La relation entre les importations et la production nationale a été décrite de manière vivante par Miroslav Kovač de l’Association des Exploitations Familiales « Život ». Nous prenons notre petit-déjeuner et une grande partie de notre déjeuner à partir d’importations, tandis qu’une petite partie du déjeuner et du dîner provient de notre propre production, a déclaré Kovač.

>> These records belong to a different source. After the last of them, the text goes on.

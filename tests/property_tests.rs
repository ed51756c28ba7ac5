/// Property tests for the query engine.
///
/// Rosters are generated with a small pool of first names so that name
/// collisions, salary ties and shared surnames are common.
use chrono::{Duration, NaiveDate, NaiveDateTime};
use koru_staff::prelude::*;
use proptest::prelude::*;
use std::collections::HashSet;

fn base_date() -> NaiveDateTime {
    NaiveDate::from_ymd_opt(2000, 1, 1)
        .unwrap()
        .and_hms_opt(0, 0, 0)
        .unwrap()
}

fn clock() -> QueryClock {
    QueryClock::at(base_date() + Duration::days(9000))
}

fn arb_department() -> impl Strategy<Value = Department> {
    prop::sample::select(Department::ALL.to_vec())
}

fn arb_position() -> impl Strategy<Value = Position> {
    prop::sample::select(Position::ALL.to_vec())
}

type Row = (&'static str, &'static str, i64, f64, Department, Position, bool, i64);

fn arb_row(surnames: Vec<&'static str>) -> impl Strategy<Value = Row> {
    (
        prop::sample::select(vec!["Ann", "Bob", "Cid", "Dee", "Eve"]),
        prop::sample::select(surnames),
        18_i64..70,
        // Whole hundreds so ties are frequent.
        (0_u32..100).prop_map(|h| f64::from(h) * 100.0),
        arb_department(),
        arb_position(),
        any::<bool>(),
        0_i64..9000,
    )
}

fn build(rows: Vec<Row>) -> Vec<Employee> {
    let clock = clock();
    rows.into_iter()
        .enumerate()
        .map(
            |(i, (name, surname, age, salary, department, position, employer, days))| {
                EmployeeDraft::new(i as u32 + 1, name, surname)
                    .with_age(age)
                    .with_salary(salary)
                    .with_department(department)
                    .with_position(position)
                    .employer(employer)
                    .with_start_date(base_date() + Duration::days(days))
                    .validate(&clock)
                    .unwrap()
            },
        )
        .collect()
}

fn arb_roster(max_len: usize) -> impl Strategy<Value = Vec<Employee>> {
    let surnames = vec!["Berg", "Costa", "Lind", "Nowak", "Zielinska"];
    prop::collection::vec(arb_row(surnames), 0..max_len).prop_map(build)
}

const DISTINCT_SURNAMES: [&str; 12] = [
    "Berg", "Costa", "Haddad", "Ivanov", "Kowalski", "Lind", "Martin", "Mendes", "Novak",
    "Nowak", "Wright", "Zielinska",
];

/// Rosters in which no two employees share a surname, in shuffled order.
fn arb_roster_distinct_surnames() -> impl Strategy<Value = Vec<Employee>> {
    let pool = DISTINCT_SURNAMES.to_vec();
    (
        Just(pool).prop_shuffle(),
        prop::collection::vec(arb_row(vec!["placeholder"]), 0..=DISTINCT_SURNAMES.len()),
    )
        .prop_map(|(surnames, rows)| {
            let rows = rows
                .into_iter()
                .zip(surnames)
                .map(|(row, surname)| (row.0, surname, row.2, row.3, row.4, row.5, row.6, row.7))
                .collect();
            build(rows)
        })
}

fn ids(records: &[&Employee]) -> Vec<u32> {
    records.iter().map(|e| e.id()).collect()
}

proptest! {
    #[test]
    fn average_lies_between_min_and_max(staff in arb_roster(40)) {
        prop_assume!(!staff.is_empty());
        let by_salary = Comparator::comparing(Employee::salary);
        let min = reduce::extreme_by(&staff, &by_salary, Extreme::Min).unwrap().salary();
        let max = reduce::extreme_by(&staff, &by_salary, Extreme::Max).unwrap().salary();
        let avg = reduce::average(&staff, Employee::salary).unwrap();
        let eps = 1e-9 * max.max(1.0);
        prop_assert!(min - eps <= avg && avg <= max + eps);
    }

    #[test]
    fn average_is_absent_only_when_empty(staff in arb_roster(10)) {
        prop_assert_eq!(reduce::average(&staff, Employee::salary).is_none(), staff.is_empty());
    }

    #[test]
    fn group_counts_add_up(staff in arb_roster(40)) {
        let counts = group::group_by_with(&staff, Employee::department, &Count);
        prop_assert_eq!(counts.values().sum::<usize>(), staff.len());
        let groups = group::group_by(&staff, Employee::department);
        for (department, members) in &groups {
            prop_assert_eq!(members.len(), counts[department]);
            prop_assert!(members.iter().all(|e| e.department() == *department));
            // Members keep input order.
            prop_assert!(ids(members).windows(2).all(|w| w[0] < w[1]));
        }
    }

    #[test]
    fn partition_is_exact(staff in arb_roster(40), threshold in 0.0_f64..10_000.0) {
        let split = group::partition_by(&staff, |e| e.salary() > threshold);
        prop_assert_eq!(split.matched.len() + split.unmatched.len(), staff.len());
        let mut seen: Vec<u32> = ids(&split.matched);
        seen.extend(ids(&split.unmatched));
        seen.sort_unstable();
        let all: Vec<u32> = staff.iter().map(Employee::id).collect();
        prop_assert_eq!(seen, all);
        prop_assert!(split.matched.iter().all(|e| e.salary() > threshold));
        prop_assert!(split.unmatched.iter().all(|e| e.salary() <= threshold));
    }

    #[test]
    fn surname_sorts_are_stable(staff in arb_roster(30)) {
        for order in [SortOrder::Asc, SortOrder::Desc] {
            let cmp = Comparator::from_fn(move |a: &Employee, b: &Employee| {
                order.apply(a.surname().cmp(b.surname()))
            });
            let sorted = select::sort_by(&staff, &cmp);
            prop_assert_eq!(sorted.len(), staff.len());
            for pair in sorted.windows(2) {
                let (a, b) = (pair[0], pair[1]);
                match order {
                    SortOrder::Asc => prop_assert!(a.surname() <= b.surname()),
                    SortOrder::Desc => prop_assert!(a.surname() >= b.surname()),
                }
                if a.surname() == b.surname() {
                    prop_assert!(a.id() < b.id());
                }
            }
        }
    }

    #[test]
    fn descending_is_reversed_ascending_without_ties(staff in arb_roster_distinct_surnames()) {
        let surnames: HashSet<&str> = staff.iter().map(Employee::surname).collect();
        prop_assert_eq!(surnames.len(), staff.len());
        let by = |order: SortOrder| {
            Comparator::from_fn(move |a: &Employee, b: &Employee| {
                order.apply(a.surname().cmp(b.surname()))
            })
        };
        let mut asc = select::sort_by(&staff, &by(SortOrder::Asc));
        asc.reverse();
        let desc = select::sort_by(&staff, &by(SortOrder::Desc));
        prop_assert_eq!(ids(&asc), ids(&desc));
    }

    #[test]
    fn with_salary_keeps_identity(staff in arb_roster(20), salary in 0.0_f64..1e7) {
        for e in &staff {
            let raised = e.with_salary(e.salary() * 1.1);
            prop_assert_eq!(raised.id(), e.id());
            let replaced = e.with_salary(salary);
            prop_assert_eq!(replaced.salary(), salary);
            prop_assert_eq!(replaced.full_name(), e.full_name());
            prop_assert_eq!(replaced.start_date(), e.start_date());
        }
    }

    #[test]
    fn distinct_names_bounded_by_count(staff in arb_roster(30)) {
        let distinct = select::distinct_by(&staff, Employee::name);
        prop_assert!(distinct.len() <= staff.len());
        let unique: HashSet<&str> = staff.iter().map(Employee::name).collect();
        prop_assert_eq!(distinct.len() == staff.len(), unique.len() == staff.len());
    }

    #[test]
    fn extreme_is_first_on_tie(staff in arb_roster(40)) {
        let by_salary = Comparator::comparing(Employee::salary);
        for kind in [Extreme::Min, Extreme::Max] {
            let Some(winner) = reduce::extreme_by(&staff, &by_salary, kind) else {
                prop_assert!(staff.is_empty());
                continue;
            };
            for e in &staff {
                match kind {
                    Extreme::Min => prop_assert!(winner.salary() <= e.salary()),
                    Extreme::Max => prop_assert!(winner.salary() >= e.salary()),
                }
                if e.id() < winner.id() {
                    prop_assert!(e.salary() != winner.salary());
                }
            }
        }
    }

    #[test]
    fn group_extreme_matches_per_group_extreme(staff in arb_roster(40)) {
        let by_age = Comparator::comparing(Employee::age);
        let oldest = group::group_extreme_by(&staff, Employee::department, &by_age, Extreme::Max);
        let groups = group::group_by(&staff, Employee::department);
        prop_assert_eq!(oldest.len(), groups.len());
        for (department, members) in &groups {
            let expected = reduce::extreme_by(members.iter().copied(), &by_age, Extreme::Max).unwrap();
            prop_assert_eq!(oldest[department].id(), expected.id());
        }
    }

    #[test]
    fn to_map_last_wins(staff in arb_roster(40)) {
        let pay = group::to_map_by(&staff, Employee::name, Employee::salary, keep_last);
        for (name, salary) in &pay {
            let last = staff.iter().rev().find(|e| e.name() == *name).unwrap();
            prop_assert_eq!(*salary, last.salary());
        }
        prop_assert_eq!(pay.len(), select::distinct_by(&staff, Employee::name).len());
    }

    #[test]
    fn fold_and_sum_agree(staff in arb_roster(40)) {
        // Whole-hundred salaries sum exactly, so order cannot matter here.
        let folded = reduce::fold(&staff, 0.0, |acc, e| acc + e.salary());
        prop_assert_eq!(folded, reduce::sum(&staff, Employee::salary));
        prop_assert_eq!(folded, reduce::summarize(&staff, Employee::salary).sum);
    }
}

Nous perdons un pour cent du PIB chaque année en raison de politiques inefficaces dans l’élevage, et trois pour cent en raison des importations alimentaires, affirme Kovač, notant que ces 15 dernières années, cent mille bovins ont disparu, un million et demi de veaux femelles ont été abattus, et 130 mille génisses ont été importées.
La réponse à la question de pourquoi cela est le cas, ou pourquoi la Croatie n’a pas assez de nourriture, Kovač la trouve dans les énormes importations, la baisse du nombre d’exploitations familiales (OPG), et la politique du « grand saut », qui favorise les grands systèmes – d’abord les coopératives, puis les corporations.
Depuis 2001, le nombre d’OPG sur le marché du lait a diminué de 60 mille, et la production laitière cette année, par rapport à l’année dernière, a chuté d’un cinquième, affirme Kovač.